→ WHAT TO WORK ON:
Identify all lines of the data containing the string "struct" and copy them.

[Data excerpts]
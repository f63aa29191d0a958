/*
 *
 * Copyright 2025 gRPC authors.
 *
 * Permission is hereby granted, free of charge, to any person obtaining a copy
 * of this software and associated documentation files (the "Software"), to
 * deal in the Software without restriction, including without limitation the
 * rights to use, copy, modify, merge, publish, distribute, sublicense, and/or
 * sell copies of the Software, and to permit persons to whom the Software is
 * furnished to do so, subject to the following conditions:
 *
 * The above copyright notice and this permission notice shall be included in
 * all copies or substantial portions of the Software.
 *
 * THE SOFTWARE IS PROVIDED "AS IS", WITHOUT WARRANTY OF ANY KIND, EXPRESS OR
 * IMPLIED, INCLUDING BUT NOT LIMITED TO THE WARRANTIES OF MERCHANTABILITY,
 * FITNESS FOR A PARTICULAR PURPOSE AND NONINFRINGEMENT. IN NO EVENT SHALL THE
 * AUTHORS OR COPYRIGHT HOLDERS BE LIABLE FOR ANY CLAIM, DAMAGES OR OTHER
 * LIABILITY, WHETHER IN AN ACTION OF CONTRACT, TORT OR OTHERWISE, ARISING
 * FROM, OUT OF OR IN CONNECTION WITH THE SOFTWARE OR THE USE OR OTHER DEALINGS
 * IN THE SOFTWARE.
 *
 */

//! Exponential backoff shared by the name-resolver retry path and the
//! subchannel reconnect path.

use std::time::Duration;

use rand::Rng;

#[derive(Clone)]
pub(crate) struct BackoffConfig {
    /// The amount of time to backoff after the first failure.
    pub base_delay: Duration,

    /// The factor with which to multiply backoffs after a failed retry.
    /// Should ideally be greater than 1.
    pub multiplier: f64,

    /// The factor with which backoffs are randomized.
    pub jitter: f64,

    /// The upper bound of backoff delay.
    pub max_delay: Duration,
}

/// The backoff configuration with the default values specified at
/// https://github.com/grpc/grpc/blob/master/doc/connection-backoff.md.
pub(crate) const DEFAULT_EXPONENTIAL_CONFIG: BackoffConfig = BackoffConfig {
    base_delay: Duration::from_secs(1),
    multiplier: 1.6,
    jitter: 0.2,
    max_delay: Duration::from_secs(120),
};

/// The deadline applied to a single connection attempt before it is
/// considered failed, per the connection backoff spec.
pub(crate) const MIN_CONNECT_TIMEOUT: Duration = Duration::from_secs(20);

impl BackoffConfig {
    fn validate(&self) -> Result<(), &'static str> {
        if self.base_delay > self.max_delay {
            return Err("base_delay must not exceed max_delay");
        }
        if self.multiplier < 1.0 {
            return Err("multiplier must be at least 1.0");
        }
        if !(0.0..=1.0).contains(&self.jitter) {
            return Err("jitter must be within [0, 1]");
        }
        Ok(())
    }
}

pub(crate) struct ExponentialBackoff {
    config: BackoffConfig,

    /// The delay for the next retry, without the random jitter.  Kept as
    /// f64 seconds to avoid accumulating rounding errors.
    next_delay_secs: f64,
}

impl ExponentialBackoff {
    pub(crate) fn new(config: BackoffConfig) -> Result<Self, &'static str> {
        config.validate()?;
        let next_delay_secs = config.base_delay.as_secs_f64();
        Ok(Self {
            config,
            next_delay_secs,
        })
    }

    /// Restarts the schedule from the base delay.  Called after a success.
    pub(crate) fn reset(&mut self) {
        self.next_delay_secs = self.config.base_delay.as_secs_f64();
    }

    /// Returns the duration to wait before the next attempt and advances
    /// the schedule.
    pub(crate) fn backoff_duration(&mut self) -> Duration {
        let unjittered = self.next_delay_secs;
        self.next_delay_secs = self
            .config
            .max_delay
            .as_secs_f64()
            .min(unjittered * self.config.multiplier);
        let jitter_factor = 1.0 + self.config.jitter * rand::rng().random_range(-1.0..1.0);
        Duration::from_secs_f64(unjittered * jitter_factor)
    }
}

#[cfg(test)]
mod tests {
    use super::*;

    #[test]
    fn default_config_is_valid() {
        assert!(ExponentialBackoff::new(DEFAULT_EXPONENTIAL_CONFIG.clone()).is_ok());
    }

    #[test]
    fn rejects_invalid_configs() {
        let base = BackoffConfig {
            base_delay: Duration::from_secs(1),
            multiplier: 2.0,
            jitter: 0.0,
            max_delay: Duration::from_secs(10),
        };

        let mut cfg = base.clone();
        cfg.base_delay = Duration::from_secs(100);
        assert!(ExponentialBackoff::new(cfg).is_err());

        let mut cfg = base.clone();
        cfg.multiplier = 0.5;
        assert!(ExponentialBackoff::new(cfg).is_err());

        let mut cfg = base.clone();
        cfg.jitter = -0.1;
        assert!(ExponentialBackoff::new(cfg).is_err());

        let mut cfg = base.clone();
        cfg.jitter = 1.5;
        assert!(ExponentialBackoff::new(cfg).is_err());
    }

    #[test]
    fn doubles_until_capped_and_resets() {
        let cfg = BackoffConfig {
            base_delay: Duration::from_secs(1),
            multiplier: 2.0,
            jitter: 0.0,
            max_delay: Duration::from_secs(15),
        };
        let mut backoff = ExponentialBackoff::new(cfg).unwrap();
        for _ in 0..2 {
            assert_eq!(backoff.backoff_duration(), Duration::from_secs(1));
            assert_eq!(backoff.backoff_duration(), Duration::from_secs(2));
            assert_eq!(backoff.backoff_duration(), Duration::from_secs(4));
            assert_eq!(backoff.backoff_duration(), Duration::from_secs(8));
            assert_eq!(backoff.backoff_duration(), Duration::from_secs(15));
            assert_eq!(backoff.backoff_duration(), Duration::from_secs(15));
            backoff.reset();
        }
    }

    #[test]
    fn jitter_stays_within_bounds() {
        let cfg = BackoffConfig {
            base_delay: Duration::from_secs(1),
            multiplier: 2.0,
            jitter: 0.2,
            max_delay: Duration::from_secs(15),
        };
        let mut backoff = ExponentialBackoff::new(cfg).unwrap();
        let mut expected = 1.0;
        for _ in 0..3 {
            let d = backoff.backoff_duration().as_secs_f64();
            assert!(d >= expected * 0.8 - 1e-9 && d <= expected * 1.2 + 1e-9);
            expected *= 2.0;
        }
    }
}
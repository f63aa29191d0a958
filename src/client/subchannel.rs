/*
 *
 * Copyright 2025 gRPC authors.
 *
 * Permission is hereby granted, free of charge, to any person obtaining a copy
 * of this software and associated documentation files (the "Software"), to
 * deal in the Software without restriction, including without limitation the
 * rights to use, copy, modify, merge, publish, distribute, sublicense, and/or
 * sell copies of the Software, and to permit persons to whom the Software is
 * furnished to do so, subject to the following conditions:
 *
 * The above copyright notice and this permission notice shall be included in
 * all copies or substantial portions of the Software.
 *
 * THE SOFTWARE IS PROVIDED "AS IS", WITHOUT WARRANTY OF ANY KIND, EXPRESS OR
 * IMPLIED, INCLUDING BUT NOT LIMITED TO THE WARRANTIES OF MERCHANTABILITY,
 * FITNESS FOR A PARTICULAR PURPOSE AND NONINFRINGEMENT. IN NO EVENT SHALL THE
 * AUTHORS OR COPYRIGHT HOLDERS BE LIABLE FOR ANY CLAIM, DAMAGES OR OTHER
 * LIABILITY, WHETHER IN AN ACTION OF CONTRACT, TORT OR OTHERWISE, ARISING
 * FROM, OUT OF OR IN CONNECTION WITH THE SOFTWARE OR THE USE OR OTHER DEALINGS
 * IN THE SOFTWARE.
 *
 */

use std::collections::BTreeMap;
use std::error::Error;
use std::fmt::{Debug, Display};
use std::hash::{Hash, Hasher};
use std::sync::atomic::{AtomicU64, Ordering};
use std::sync::{Arc, Mutex, Weak};
use std::time::Duration;

use tokio::sync::{mpsc, oneshot};
use tracing::{debug, trace};

use crate::client::ConnectivityState;
use crate::client::backoff::{BackoffConfig, ExponentialBackoff};
use crate::client::load_balancing::SubchannelState;
use crate::client::name_resolution::Address;
use crate::client::transport::Transport;
use crate::rt::{Runtime, TaskHandle};
use crate::service::Service;

static NEXT_SUBCHANNEL_ID: AtomicU64 = AtomicU64::new(1);

/// A Subchannel represents a method of communicating with a server which
/// may be connected or disconnected many times across its lifetime.
///
/// - Subchannels start Idle.
///
/// - Idle transitions to Connecting when connect() is called.
///
/// - Connecting transitions to Ready on success or TransientFailure once
///   every address in the subchannel's list has failed.
///
/// - Ready transitions to Idle when the connection is lost.
///
/// - TransientFailure transitions to Idle once the reconnect backoff timer
///   expires.  The backoff scales exponentially and is reset when the
///   subchannel becomes Ready.
///
/// Subchannels are owned by the LB policy that created them.  Calling
/// `shutdown`, or dropping every clone of the handle, disconnects the
/// subchannel; the owner receives one final Shutdown notification and
/// nothing further.
pub struct Subchannel {
    pub(crate) inner: Arc<ExternalSubchannel>,
}

impl Clone for Subchannel {
    fn clone(&self) -> Self {
        Self {
            inner: self.inner.clone(),
        }
    }
}

impl Hash for Subchannel {
    fn hash<H: Hasher>(&self, state: &mut H) {
        self.inner.id.hash(state);
    }
}

impl PartialEq for Subchannel {
    fn eq(&self, other: &Self) -> bool {
        self.inner.id == other.inner.id
    }
}

impl Eq for Subchannel {}

impl Debug for Subchannel {
    fn fmt(&self, f: &mut std::fmt::Formatter<'_>) -> std::fmt::Result {
        write!(f, "{self}")
    }
}

impl Display for Subchannel {
    fn fmt(&self, f: &mut std::fmt::Formatter<'_>) -> std::fmt::Result {
        let addresses = self.inner.addresses.lock().unwrap();
        write!(f, "subchannel {} {:?}", self.inner.id, *addresses)
    }
}
impl ClusterResolverPolicy {
    /// Merges mechanism results into a priority config and endpoint list
    /// and forwards them to the child, once every mechanism has reported.
    fn compile_and_forward(&mut self, channel_controller: &mut dyn ChannelController) {
        if self.mechanisms.is_empty() || self.mechanisms.iter().any(|state| !state.reported) {
            return;
        }

        let mut priorities: Vec<String> = vec![];
        let mut children = serde_json::Map::new();
        let mut endpoints: Vec<Endpoint> = vec![];
        for (index, state) in self.mechanisms.iter().enumerate() {
            let Some(assignments) = &state.last_good else {
                continue;
            };
            let mechanism = &state.mechanism;
            let mut priority_numbers: Vec<u32> =
                assignments.iter().map(|a| a.priority).collect();
            priority_numbers.sort_unstable();
            priority_numbers.dedup();
            for number in priority_numbers {
                let priority_name = format!("{}[{index}]_p{number}", mechanism.cluster());
                let mut targets = serde_json::Map::new();
                for assignment in assignments.iter().filter(|a| a.priority == number) {
                    targets.insert(
                        assignment.locality.clone(),
                        serde_json::json!({
                            "weight": assignment.weight,
                            "childPolicy": self.lb_policy,
                        }),
                    );
                    for endpoint in &assignment.endpoints {
                        let mut addresses = endpoint.addresses.clone();
                        for address in &mut addresses {
                            address.attributes = address
                                .attributes
                                .add(LocalityName(assignment.locality.clone()));
                        }
                        let mut ep = Endpoint::new(addresses);
                        ep.attributes = ep
                            .attributes
                            .add(LocalityName(assignment.locality.clone()))
                            .add(PriorityName(priority_name.clone()))
                            .add(EndpointWeight(
                                endpoint.weight.saturating_mul(assignment.weight),
                            ));
                        endpoints.push(ep);
                    }
                }
                let mut cluster_impl_config = serde_json::Map::new();
                cluster_impl_config
                    .insert("cluster".into(), mechanism.cluster().into());
                if let Some(name) = mechanism.eds_service_name() {
                    cluster_impl_config.insert("edsServiceName".into(), name.into());
                }
                if let Some(max) = mechanism.max_concurrent_requests() {
                    cluster_impl_config.insert("maxConcurrentRequests".into(), max.into());
                }
                cluster_impl_config.insert(
                    "dropCategories".into(),
                    serde_json::to_value(mechanism.drop_categories())
                        .expect("drop categories serialize"),
                );
                cluster_impl_config.insert(
                    "childPolicy".into(),
                    serde_json::json!([{"weighted_target": {"targets": targets}}]),
                );
                children.insert(
                    priority_name.clone(),
                    serde_json::json!({"config": [{"cluster_impl": cluster_impl_config}]}),
                );
                priorities.push(priority_name);
            }
        }

        if endpoints.is_empty() {
            let causes: Vec<String> = self
                .mechanisms
                .iter()
                .filter_map(|state| state.last_error.as_ref().map(|s| s.message().to_string()))
                .collect();
            let error = if causes.is_empty() {
                "no usable endpoints from any discovery mechanism".to_string()
            } else {
                format!("endpoint discovery failed: {}", causes.join("; "))
            };
            debug!("cluster_resolver: {error}");
            self.child = None;
            channel_controller.update_picker(LbState {
                connectivity_state: ConnectivityState::TransientFailure,
                picker: Arc::new(Failing { error }),
            });
            channel_controller.request_resolution();
            return;
        }

        let priority_selection = match self.parse_priority_config(priorities, children) {
            Ok(selection) => selection,
            Err(error) => {
                debug!("cluster_resolver: failed to compile child config: {error}");
                channel_controller.update_picker(LbState {
                    connectivity_state: ConnectivityState::TransientFailure,
                    picker: Arc::new(Failing { error }),
                });
                return;
            }
        };

        if self.child.is_none() {
            let policy = priority_selection.builder.build(LbPolicyOptions {
                work_scheduler: self.work_scheduler.clone(),
                runtime: self.runtime.clone(),
            });
            self.child = Some(ChildPolicy { policy });
        }
        let child_update = ResolverUpdate {
            endpoints: Ok(endpoints),
            ..Default::default()
        };
        if let Err(error) = self.child.as_mut().unwrap().policy.resolver_update(
            child_update,
            priority_selection.config.as_ref(),
            channel_controller,
        ) {
            debug!("cluster_resolver: child rejected update: {error}");
        }
    }

    fn parse_priority_config(
        &self,
        priorities: Vec<String>,
        children: serde_json::Map<String, serde_json::Value>,
    ) -> Result<LbPolicySelection, String> {
        let builder = GLOBAL_LB_REGISTRY
            .get_policy(priority::POLICY_NAME)
            .ok_or("priority policy is not registered")?;
        let config = builder
            .parse_config(&ParsedJsonLbConfig::new(serde_json::json!({
                "priorities": priorities,
                "children": children,
            })))
            .map_err(|err| err.to_string())?;
        Ok(LbPolicySelection { builder, config })
    }
}
/*
 *
 * Copyright 2025 gRPC authors.
 *
 * Licensed under the Apache License, Version 2.0 (the "License");
 * you may not use this file except in compliance with the License.
 * You may obtain a copy of the License at
 *
 *     http://www.apache.org/licenses/LICENSE-2.0
 *
 * Unless required by applicable law or agreed to in writing, software
 * distributed under the License is distributed on an "AS IS" BASIS,
 * WITHOUT WARRANTIES OR CONDITIONS OF ANY KIND, either express or implied.
 * See the License for the specific language governing permissions and
 * limitations under the License.
 *
 */

//! An abstraction over the asynchronous runtime used by the channel.
//!
//! All background work performed by the channel — the synchronization
//! context's drain task, subchannel connection attempts, backoff timers —
//! is spawned through this trait, which keeps the runtime pluggable and the
//! timing behavior controllable in tests.

use std::future::Future;
use std::pin::Pin;
use std::sync::Arc;
use std::time::Duration;

mod tokio_rt;

pub use tokio_rt::TokioRuntime;

/// The core functionality required from an async runtime: spawning
/// abortable background tasks and sleeping.
pub trait Runtime: Send + Sync {
    /// Spawns the given task to run in the background, returning a handle
    /// that may be used to abort it.
    fn spawn(
        &self,
        task: Pin<Box<dyn Future<Output = ()> + Send + 'static>>,
    ) -> Box<dyn TaskHandle>;

    /// Returns a future that completes after the specified duration.
    fn sleep(&self, duration: Duration) -> Pin<Box<dyn Sleep>>;
}

/// A future that resolves after a specified duration.
pub trait Sleep: Send + Future<Output = ()> {}

/// A handle to a spawned task.
pub trait TaskHandle: Send + Sync {
    /// Aborts the associated task.  Aborting a completed task is a no-op.
    fn abort(&self);
}

/// Returns the runtime used by channels that are not configured with one.
pub(crate) fn default_runtime() -> Arc<dyn Runtime> {
    Arc::new(TokioRuntime)
}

→ SOLUTION TO THIS EXERCISE:
pub(crate) struct BackoffConfig {
pub(crate) struct ExponentialBackoff {
pub struct Subchannel {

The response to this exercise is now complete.